Appended to every chapter is a set of well-crafted homework exercises. These will aid comprehension by posing questions meant not merely to regurgitate material covered in the previous chapter but to stimulate thought on the part of the student, whom the author helps along with generous hints. The problems range from simple checking of the numerical values of parameters to performing full-blown quantitative calculations, for which Python scripts and the requisite data sets are provided. A minor irritant: the displayed equations in the text are rather poorly typeset, at least to one accustomed to textbooks in mathematical physics, which does interfere with their readability.
Warmly recommended. If one already has a degree in physics, this text will make for easy but rewarding reading. This reviewer cannot say from direct experience what it would be like to learn here the physical material for the first time, but Pierrehumbert’s pedagogical instincts appear to be sound. It is a pleasant thought that there might yet be a handful left in our day who love our natural world enough to learn about and to contemplate its workings, rather than merely to be bent on exploiting its resources to the maximum extent possible while it still lasts.
Very good textbook to get a comprehensive understanding of planetary climate science.
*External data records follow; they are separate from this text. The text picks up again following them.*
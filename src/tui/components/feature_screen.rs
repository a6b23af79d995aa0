//! # Feature Screen Component
//!
//! Placeholder screen for a tool feature. The tools have no processing
//! logic yet; the screen confirms the module is up and explains how to
//! go back.

use ratatui::Frame;
use ratatui::layout::{Alignment, Rect};
use ratatui::style::{Color, Modifier, Style};
use ratatui::text::{Line, Span};
use ratatui::widgets::{Block, Paragraph, Wrap};

use crate::modules::Tool;
use crate::tui::component::Component;

pub struct FeatureScreen<'a> {
    pub feature: &'a str,
}

impl<'a> FeatureScreen<'a> {
    pub fn new(feature: &'a str) -> Self {
        Self { feature }
    }
}

impl Component for FeatureScreen<'_> {
    fn render(&mut self, frame: &mut Frame, area: Rect) {
        let description = Tool::from_feature(self.feature)
            .map(Tool::description)
            .unwrap_or("This tool is not available yet.");

        let lines = vec![
            Line::from(Span::styled(
                format!("{} Tool", self.feature),
                Style::default()
                    .fg(Color::Yellow)
                    .add_modifier(Modifier::BOLD),
            )),
            Line::from(""),
            Line::from(description),
            Line::from(""),
            Line::from(Span::styled(
                "Press Esc to return home",
                Style::default().fg(Color::DarkGray),
            )),
        ];

        let paragraph = Paragraph::new(lines)
            .block(Block::bordered().title(self.feature))
            .alignment(Alignment::Center)
            .wrap(Wrap { trim: true });
        frame.render_widget(paragraph, area);
    }
}
use std::fmt;
use std::io;
use std::time::Duration;

/// Lifecycle phase of a feature module.
///
/// `Loading` and `Unloading` are transient. `Success` and `Unloaded` are the
/// terminal outcomes of a load and an unload; `Failed`, `Crashed` and `Error`
/// are terminal failures.
#[derive(Debug, Clone, Copy, PartialEq, Eq, Hash)]
pub enum LoadStatus {
    Loading,
    Unloading,
    Unloaded,
    Success,
    Failed,
    Crashed,
    Error,
}

impl LoadStatus {
    pub fn is_transient(self) -> bool {
        matches!(self, LoadStatus::Loading | LoadStatus::Unloading)
    }

    pub fn is_failure(self) -> bool {
        matches!(
            self,
            LoadStatus::Failed | LoadStatus::Crashed | LoadStatus::Error
        )
    }

    /// Short label for status bars and logs.
    pub fn label(self) -> &'static str {
        match self {
            LoadStatus::Loading => "Loading",
            LoadStatus::Unloading => "Unloading",
            LoadStatus::Unloaded => "Unloaded",
            LoadStatus::Success => "Ready",
            LoadStatus::Failed => "Failed",
            LoadStatus::Crashed => "Crashed",
            LoadStatus::Error => "Error",
        }
    }
}

impl fmt::Display for LoadStatus {
    fn fmt(&self, f: &mut fmt::Formatter<'_>) -> fmt::Result {
        f.write_str(self.label())
    }
}

/// The module currently occupying the active slot, with its last known status.
#[derive(Debug, Clone, PartialEq, Eq)]
pub struct ActiveModule {
    pub module_name: String,
    pub load_status: LoadStatus,
}

impl ActiveModule {
    pub fn new(module_name: impl Into<String>, load_status: LoadStatus) -> Self {
        Self {
            module_name: module_name.into(),
            load_status,
        }
    }
}

/// Faults raised by module activation and deactivation hooks.
///
/// The coordinator never propagates these; it folds them into a
/// [`LoadStatus`] through [`ModuleError::status`].
#[derive(Debug)]
pub enum ModuleError {
    /// Underlying I/O failed while acquiring or releasing resources.
    Io(io::Error),
    /// The hook did not finish within the allowed time.
    Timeout(Duration),
    /// The module was asked to do something its current state forbids.
    InvalidState(String),
    /// A resource the module depends on was never set up.
    MissingReference(String),
    /// Anything else, including panics caught at the hook boundary.
    Other(String),
}

impl ModuleError {
    pub fn status(&self) -> LoadStatus {
        match self {
            ModuleError::Io(_) | ModuleError::Timeout(_) => LoadStatus::Failed,
            ModuleError::InvalidState(_) => LoadStatus::Error,
            ModuleError::MissingReference(_) | ModuleError::Other(_) => LoadStatus::Crashed,
        }
    }
}

impl fmt::Display for ModuleError {
    fn fmt(&self, f: &mut fmt::Formatter<'_>) -> fmt::Result {
        match self {
            ModuleError::Io(e) => write!(f, "I/O error: {e}"),
            ModuleError::Timeout(limit) => write!(f, "timed out after {}ms", limit.as_millis()),
            ModuleError::InvalidState(msg) => write!(f, "invalid state: {msg}"),
            ModuleError::MissingReference(msg) => write!(f, "missing reference: {msg}"),
            ModuleError::Other(msg) => write!(f, "unexpected fault: {msg}"),
        }
    }
}

impl std::error::Error for ModuleError {
    fn source(&self) -> Option<&(dyn std::error::Error + 'static)> {
        match self {
            ModuleError::Io(e) => Some(e),
            _ => None,
        }
    }
}

impl From<io::Error> for ModuleError {
    fn from(e: io::Error) -> Self {
        ModuleError::Io(e)
    }
}

#[cfg(test)]
mod tests {
    use super::*;

    #[test]
    fn test_error_classification() {
        let io = ModuleError::from(io::Error::new(io::ErrorKind::NotFound, "gone"));
        assert_eq!(io.status(), LoadStatus::Failed);
        assert_eq!(
            ModuleError::Timeout(Duration::from_millis(10)).status(),
            LoadStatus::Failed
        );
        assert_eq!(
            ModuleError::InvalidState("twice".into()).status(),
            LoadStatus::Error
        );
        assert_eq!(
            ModuleError::MissingReference("engine".into()).status(),
            LoadStatus::Crashed
        );
        assert_eq!(ModuleError::Other("boom".into()).status(), LoadStatus::Crashed);
    }

    #[test]
    fn test_status_predicates() {
        assert!(LoadStatus::Loading.is_transient());
        assert!(LoadStatus::Unloading.is_transient());
        assert!(!LoadStatus::Success.is_transient());
        assert!(LoadStatus::Crashed.is_failure());
        assert!(!LoadStatus::Unloaded.is_failure());
    }

    #[test]
    fn test_timeout_display() {
        let e = ModuleError::Timeout(Duration::from_millis(250));
        assert_eq!(e.to_string(), "timed out after 250ms");
    }
}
Lots of exercises and problems to reinforce the learning, and generally good explanations. If you want to see how climate science comes to its conclusion about Earth, Venus, Mars, etc., this book will provide you everything you need to get a basic understanding of the arguments used, and elements of theory to explain their state of climate. (The book doesn't cover fluid dynamics, which the author is completely upfront about. It's pretty impressive how far you can go without having to determine the complicated fluid motions to explain a planet's temperature and pressure profiles and energy transport.)
The author let everyone watch on line as he wrote this book, making the text available in pdf format as each chapter or revision was completed. I've had the HB for less than 24 hours, but have been reading the pdfs for several years. This text is wonderful for people interested in delving into climate science. A lot can be learned from other books, say, on atmospheric science (Petty, A First Course in Atmospheric Physics) and planetary science (de Pater, Planetary Sciences), but this book puts in all together. The author has an engaging writing style as well.